[TASK INPUTS]:
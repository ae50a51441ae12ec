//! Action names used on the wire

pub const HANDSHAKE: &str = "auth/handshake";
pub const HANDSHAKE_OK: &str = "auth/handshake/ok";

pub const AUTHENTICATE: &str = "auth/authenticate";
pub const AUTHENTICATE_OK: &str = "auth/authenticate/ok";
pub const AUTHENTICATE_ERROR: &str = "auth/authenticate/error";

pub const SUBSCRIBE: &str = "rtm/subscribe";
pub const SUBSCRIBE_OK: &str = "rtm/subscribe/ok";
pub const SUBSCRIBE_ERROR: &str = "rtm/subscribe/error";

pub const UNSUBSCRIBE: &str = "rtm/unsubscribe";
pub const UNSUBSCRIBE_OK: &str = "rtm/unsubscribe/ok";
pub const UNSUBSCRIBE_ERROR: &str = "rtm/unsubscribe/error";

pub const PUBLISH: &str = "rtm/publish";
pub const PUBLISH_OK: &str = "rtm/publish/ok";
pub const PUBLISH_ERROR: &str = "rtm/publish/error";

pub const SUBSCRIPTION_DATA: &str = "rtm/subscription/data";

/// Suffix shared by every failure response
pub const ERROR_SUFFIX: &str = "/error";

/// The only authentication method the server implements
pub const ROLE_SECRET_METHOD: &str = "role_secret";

[YOUR INSTRUCTIONS]:
Using the records above, write out exactly the lines from the one containing "pub const AUTHENTICATE_ERROR: &str" through the last, and add nothing.

[ANSWER TO THIS PROBLEM]:
pub const AUTHENTICATE_ERROR: &str = "auth/authenticate/error";

pub const SUBSCRIBE: &str = "rtm/subscribe";
pub const SUBSCRIBE_OK: &str = "rtm/subscribe/ok";
pub const SUBSCRIBE_ERROR: &str = "rtm/subscribe/error";

pub const UNSUBSCRIBE: &str = "rtm/unsubscribe";
pub const UNSUBSCRIBE_OK: &str = "rtm/unsubscribe/ok";
pub const UNSUBSCRIBE_ERROR: &str = "rtm/unsubscribe/error";

pub const PUBLISH: &str = "rtm/publish";
pub const PUBLISH_OK: &str = "rtm/publish/ok";
pub const PUBLISH_ERROR: &str = "rtm/publish/error";

pub const SUBSCRIPTION_DATA: &str = "rtm/subscription/data";

/// Suffix shared by every failure response
pub const ERROR_SUFFIX: &str = "/error";

/// The only authentication method the server implements
pub const ROLE_SECRET_METHOD: &str = "role_secret";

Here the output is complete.